Una sesión de flotación consiste en flotar sin enfuerzo en una bañera o flotario del tamaño de una cama doble que contiene en su interior 800 litros de agua y 350 kilos de sales Epsom, creando una solución de 30 cm de profundidad cinco veces más densa que el agua del mar.
En un espacio totalmente privado se encuentra el flotario , la ducha y todo lo que necesitas para tu flotación. Al comienzo de la sesión, dispones de unos minutos para ducharte. Después de la ducha, entra en el flotario y túmbate boca arriba.

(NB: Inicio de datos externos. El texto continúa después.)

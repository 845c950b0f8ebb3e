//! Cloud Storage staging-object helpers.
//!
//! A `Stage` is scoped to one bucket and moves serialized payloads in and
//! out of it. Staging objects written by the loader are left in place; the
//! delete helper exists for callers that clean up on their own schedule.

use gcloud_auth::credentials::CredentialsFile;
use google_cloud_storage::client::{Client, ClientConfig};
use google_cloud_storage::http::objects::delete::DeleteObjectRequest;
use google_cloud_storage::http::objects::upload::{Media, UploadObjectRequest, UploadType};
use serde::{Deserialize, Serialize};
use std::path::PathBuf;
use tracing::{info, warn};

/// Errors that can occur during staging-object operations.
#[derive(thiserror::Error, Debug)]
#[non_exhaustive]
pub enum Error {
    #[error("Storage client authentication failed with error: {source}")]
    ClientAuth {
        #[source]
        source: gcloud_auth::error::Error,
    },
    #[error("Object upload failed with error: {source}")]
    Upload {
        #[source]
        source: google_cloud_storage::http::Error,
    },
    #[error("Object deletion failed with error: {source}")]
    Delete {
        #[source]
        source: google_cloud_storage::http::Error,
    },
    #[error("Missing required builder attribute: {0}")]
    MissingBuilderAttribute(String),
}

/// Locator for an object staged in Cloud Storage.
#[derive(Debug, Clone, PartialEq, Eq, Serialize, Deserialize)]
pub struct StagedObject {
    /// Bucket holding the object.
    pub bucket: String,
    /// Object path within the bucket.
    pub name: String,
}

impl StagedObject {
    pub fn new(bucket: impl Into<String>, name: impl Into<String>) -> Self {
        StagedObject {
            bucket: bucket.into(),
            name: name.into(),
        }
    }

    /// The `gs://bucket/name` form used by load jobs.
    pub fn uri(&self) -> String {
        format!("gs://{}/{}", self.bucket, self.name)
    }
}

/// Bucket-scoped Cloud Storage client for staging data.
pub struct Stage {
    client: Client,
    bucket: String,
}

impl std::fmt::Debug for Stage {
    fn fmt(&self, f: &mut std::fmt::Formatter<'_>) -> std::fmt::Result {
        f.debug_struct("Stage")
            .field("bucket", &self.bucket)
            .finish_non_exhaustive()
    }
}

impl Stage {
    pub fn builder() -> StageBuilder {
        StageBuilder::default()
    }

    /// The staging bucket this client writes to.
    pub fn bucket(&self) -> &str {
        &self.bucket
    }

    /// Uploads a payload under the given object name and returns its locator.
    pub async fn upload(&self, name: &str, data: Vec<u8>) -> Result<StagedObject, Error> {
        let request = UploadObjectRequest {
            bucket: self.bucket.clone(),
            ..Default::default()
        };
        let media = Media::new(name.to_string());
        self.client
            .upload_object(&request, data, &UploadType::Simple(media))
            .await
            .map_err(|source| Error::Upload { source })?;
        info!(bucket = %self.bucket, object = %name, "uploaded staging object");
        Ok(StagedObject::new(self.bucket.clone(), name))
    }

    /// Deletes a staging object. A missing object is tolerated since cleanup
    /// may race with lifecycle rules or another caller.
    pub async fn delete(&self, name: &str) -> Result<(), Error> {
        let request = DeleteObjectRequest {
            bucket: self.bucket.clone(),
            object: name.to_string(),
            ..Default::default()
        };
        match self.client.delete_object(&request).await {
            Ok(()) => {
                info!(bucket = %self.bucket, object = %name, "deleted staging object");
                Ok(())
            }
            Err(ref e) if is_not_found(e) => {
                warn!(bucket = %self.bucket, object = %name, "staging object already gone");
                Ok(())
            }
            Err(source) => Err(Error::Delete { source }),
        }
    }
}

fn is_not_found(error: &google_cloud_storage::http::Error) -> bool {
    matches!(error, google_cloud_storage::http::Error::Response(r) if r.code == 404)
}

/// Builder for bucket-scoped staging clients.
#[derive(Default)]
pub struct StageBuilder {
    bucket: Option<String>,
    credentials_path: Option<PathBuf>,
}

impl StageBuilder {
    pub fn new() -> Self {
        Self::default()
    }

    pub fn bucket(mut self, bucket: impl Into<String>) -> Self {
        self.bucket = Some(bucket.into());
        self
    }

    /// Path to a service account credentials JSON file. When absent the
    /// default application credentials are used.
    pub fn credentials_path(mut self, credentials_path: PathBuf) -> Self {
        self.credentials_path = Some(credentials_path);
        self
    }

    pub async fn build(self) -> Result<Stage, Error> {
        let bucket = self
            .bucket
            .ok_or_else(|| Error::MissingBuilderAttribute("bucket".to_string()))?;
        let config = match self.credentials_path {
            Some(path) => {
                let credentials =
                    CredentialsFile::new_from_file(path.to_string_lossy().to_string())
                        .await
                        .map_err(|source| Error::ClientAuth { source })?;
                ClientConfig::default()
                    .with_credentials(credentials)
                    .await
                    .map_err(|source| Error::ClientAuth { source })?
            }
            None => ClientConfig::default()
                .with_auth()
                .await
                .map_err(|source| Error::ClientAuth { source })?,
        };
        Ok(Stage {
            client: Client::new(config),
            bucket,
        })
    }
}

#[cfg(test)]
mod tests {
    use super::*;

    #[test]
    fn test_staged_object_uri() {
        let object = StagedObject::new("data-staging", "orders_data_ab12cd34_0.json");
        assert_eq!(
            object.uri(),
            "gs://data-staging/orders_data_ab12cd34_0.json"
        );
    }

    #[test]
    fn test_staged_object_serde_roundtrip() {
        let object = StagedObject::new("bucket", "path/file.json");
        let json = serde_json::to_string(&object).unwrap();
        let deserialized: StagedObject = serde_json::from_str(&json).unwrap();
        assert_eq!(object, deserialized);
    }

    #[tokio::test]
    async fn test_builder_missing_bucket() {
        let result = StageBuilder::new().build().await;
        assert!(matches!(
            result.unwrap_err(),
            Error::MissingBuilderAttribute(_)
        ));
    }
}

Ahora tienes por delante una hora de flotación y recuerda que, como estás en una sala totalmente privada, no necesitas bañador. Durante tu flotación, puedes escuchar música o si lo deseas flotar en silencio absoluto. De igual manera, puedes flotar a oscuras o con luz: Tú eliges en todo momento. Te avisaremos con música cuando acabe la sesión. Dispondrás de unos minutos para ducharte de nuevo.
Recuerda que nosotros proporcionamos toallas, gel de baño, secador, tapones para los oídos y todo lo que necesitas para tu flotación. ¡Tan sólo tienes que traer tu cuerpo cansado y nosotros ponemos el resto!